-- The data follows --

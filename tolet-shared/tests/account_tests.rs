/// Integration tests for account storage

use tolet_shared::auth::password::{hash_password, verify_password};
use tolet_shared::db::migrations::run_migrations;
use tolet_shared::db::pool::{create_pool, DatabaseConfig};
use tolet_shared::models::account::{Account, AccountRole, CreateAccount};
use sqlx::SqlitePool;

async fn test_pool() -> SqlitePool {
    let pool = create_pool(DatabaseConfig::in_memory()).await.expect("pool");
    run_migrations(&pool).await.expect("migrations");
    pool
}

fn account(email: &str, role: AccountRole) -> CreateAccount {
    CreateAccount {
        name: "Nusrat".to_string(),
        email: email.to_string(),
        phone: "01900000000".to_string(),
        password_hash: "not-a-real-hash".to_string(),
        role,
    }
}

#[tokio::test]
async fn test_create_and_find_account() {
    let pool = test_pool().await;

    let created = Account::create(&pool, account("nusrat@example.com", AccountRole::Tenant))
        .await
        .unwrap();
    assert!(created.id > 0);
    assert_eq!(created.role, AccountRole::Tenant);

    let by_id = Account::find_by_id(&pool, created.id).await.unwrap().expect("by id");
    assert_eq!(by_id.email, "nusrat@example.com");

    let by_email = Account::find_by_email(&pool, "Nusrat@Example.com").await.unwrap();
    assert_eq!(by_email.map(|a| a.id), Some(created.id));

    assert!(Account::find_by_email(&pool, "nobody@example.com").await.unwrap().is_none());
}

#[tokio::test]
async fn test_duplicate_email_is_unique_violation_and_first_survives() {
    let pool = test_pool().await;

    let first = Account::create(&pool, account("dup@example.com", AccountRole::Owner))
        .await
        .unwrap();

    let err = Account::create(&pool, account("DUP@example.com", AccountRole::Tenant))
        .await
        .unwrap_err();
    let db_err = err.as_database_error().expect("database error");
    assert!(db_err.is_unique_violation());

    let survivor = Account::find_by_email(&pool, "dup@example.com").await.unwrap().unwrap();
    assert_eq!(survivor.id, first.id);
    assert_eq!(survivor.role, AccountRole::Owner);
}

#[tokio::test]
async fn test_count_by_role() {
    let pool = test_pool().await;
    Account::create(&pool, account("t1@example.com", AccountRole::Tenant)).await.unwrap();
    Account::create(&pool, account("t2@example.com", AccountRole::Tenant)).await.unwrap();
    Account::create(&pool, account("o1@example.com", AccountRole::Owner)).await.unwrap();

    assert_eq!(Account::count_by_role(&pool, AccountRole::Tenant).await.unwrap(), 2);
    assert_eq!(Account::count_by_role(&pool, AccountRole::Owner).await.unwrap(), 1);
    assert_eq!(Account::count_by_role(&pool, AccountRole::Admin).await.unwrap(), 0);
}

#[tokio::test]
async fn test_role_defaults_to_tenant_at_store_level() {
    let pool = test_pool().await;
    sqlx::query("INSERT INTO accounts (name, email, phone, password_hash) VALUES ('n', 'raw@example.com', 'p', 'h')")
        .execute(&pool)
        .await
        .unwrap();

    let account = Account::find_by_email(&pool, "raw@example.com").await.unwrap().unwrap();
    assert_eq!(account.role, AccountRole::Tenant);
}

#[tokio::test]
async fn test_stored_hash_verifies() {
    let pool = test_pool().await;
    let mut data = account("hash@example.com", AccountRole::Tenant);
    data.password_hash = hash_password("Correct-Horse-9").unwrap();

    let created = Account::create(&pool, data).await.unwrap();
    let stored = Account::find_by_id(&pool, created.id).await.unwrap().unwrap();

    assert!(verify_password("Correct-Horse-9", &stored.password_hash).unwrap());
    assert!(!verify_password("wrong", &stored.password_hash).unwrap());
}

-- The data concluded --

The span to print begins at the line containing "let created = Account::create(&pool, data).await.unwrap();" and ends at the final line of the entries; print it exactly and print nothing else.

    let created = Account::create(&pool, data).await.unwrap();
    let stored = Account::find_by_id(&pool, created.id).await.unwrap().unwrap();

    assert!(verify_password("Correct-Horse-9", &stored.password_hash).unwrap());
    assert!(!verify_password("wrong", &stored.password_hash).unwrap());
}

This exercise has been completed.